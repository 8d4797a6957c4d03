//! HTTP adapter for subscription endpoints.

mod dto;
mod handlers;
mod routes;

pub use dto::{
    CreateSubscriptionRequest, ProcessRenewalRequest, RenewalFailedRequest, RenewalResponse,
    SubscriptionResponse, UpcomingRenewalsResponse,
};
pub use handlers::SubscriptionHandlers;
pub use routes::subscription_routes;
//! HandleFailedRenewalHandler - Command handler for a declined renewal charge.

use std::sync::Arc;

use crate::domain::foundation::SubscriptionId;
use crate::domain::subscription::{Subscription, SubscriptionError, GRACE_PERIOD_DAYS};
use crate::ports::SubscriptionRepository;

#[derive(Debug, Clone)]
pub struct HandleFailedRenewalCommand {
    pub subscription_id: SubscriptionId,
    pub failure_reason: String,
}

/// Handler moving a subscription into its grace period after a declined
/// renewal charge. Access stays open until `grace_until`; a later successful
/// renewal reactivates the subscription.
pub struct HandleFailedRenewalHandler {
    subscriptions: Arc<dyn SubscriptionRepository>,
}

impl HandleFailedRenewalHandler {
    pub fn new(subscriptions: Arc<dyn SubscriptionRepository>) -> Self {
        Self { subscriptions }
    }

    pub async fn handle(
        &self,
        cmd: HandleFailedRenewalCommand,
    ) -> Result<Subscription, SubscriptionError> {
        let mut subscription = self
            .subscriptions
            .find_by_id(cmd.subscription_id)
            .await?
            .ok_or_else(|| SubscriptionError::not_found(cmd.subscription_id))?;

        subscription.record_failed_renewal()?;
        self.subscriptions.update(&subscription).await?;

        // TODO: enqueue a gateway retry once the billing worker lands;
        // today the gateway retries on its own schedule.
        tracing::warn!(
            subscription_id = %subscription.id,
            reason = %cmd.failure_reason,
            grace_days = GRACE_PERIOD_DAYS,
            grace_until = ?subscription.grace_until,
            "renewal charge failed, grace period started"
        );

        Ok(subscription)
    }
}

§ What this task involves
Without leaving anything out, give the entries again exactly.

§ Result for this task
repository 8d4797a6957c4d03
//! HTTP adapter for subscription endpoints.

mod dto;
mod handlers;
mod routes;

pub use dto::{
    CreateSubscriptionRequest, ProcessRenewalRequest, RenewalFailedRequest, RenewalResponse,
    SubscriptionResponse, UpcomingRenewalsResponse,
};
pub use handlers::SubscriptionHandlers;
pub use routes::subscription_routes;
//! HandleFailedRenewalHandler - Command handler for a declined renewal charge.

use std::sync::Arc;

use crate::domain::foundation::SubscriptionId;
use crate::domain::subscription::{Subscription, SubscriptionError, GRACE_PERIOD_DAYS};
use crate::ports::SubscriptionRepository;

#[derive(Debug, Clone)]
pub struct HandleFailedRenewalCommand {
    pub subscription_id: SubscriptionId,
    pub failure_reason: String,
}

/// Handler moving a subscription into its grace period after a declined
/// renewal charge. Access stays open until `grace_until`; a later successful
/// renewal reactivates the subscription.
pub struct HandleFailedRenewalHandler {
    subscriptions: Arc<dyn SubscriptionRepository>,
}

impl HandleFailedRenewalHandler {
    pub fn new(subscriptions: Arc<dyn SubscriptionRepository>) -> Self {
        Self { subscriptions }
    }

    pub async fn handle(
        &self,
        cmd: HandleFailedRenewalCommand,
    ) -> Result<Subscription, SubscriptionError> {
        let mut subscription = self
            .subscriptions
            .find_by_id(cmd.subscription_id)
            .await?
            .ok_or_else(|| SubscriptionError::not_found(cmd.subscription_id))?;

        subscription.record_failed_renewal()?;
        self.subscriptions.update(&subscription).await?;

        // TODO: enqueue a gateway retry once the billing worker lands;
        // today the gateway retries on its own schedule.
        tracing::warn!(
            subscription_id = %subscription.id,
            reason = %cmd.failure_reason,
            grace_days = GRACE_PERIOD_DAYS,
            grace_until = ?subscription.grace_until,
            "renewal charge failed, grace period started"
        );

        Ok(subscription)
    }
}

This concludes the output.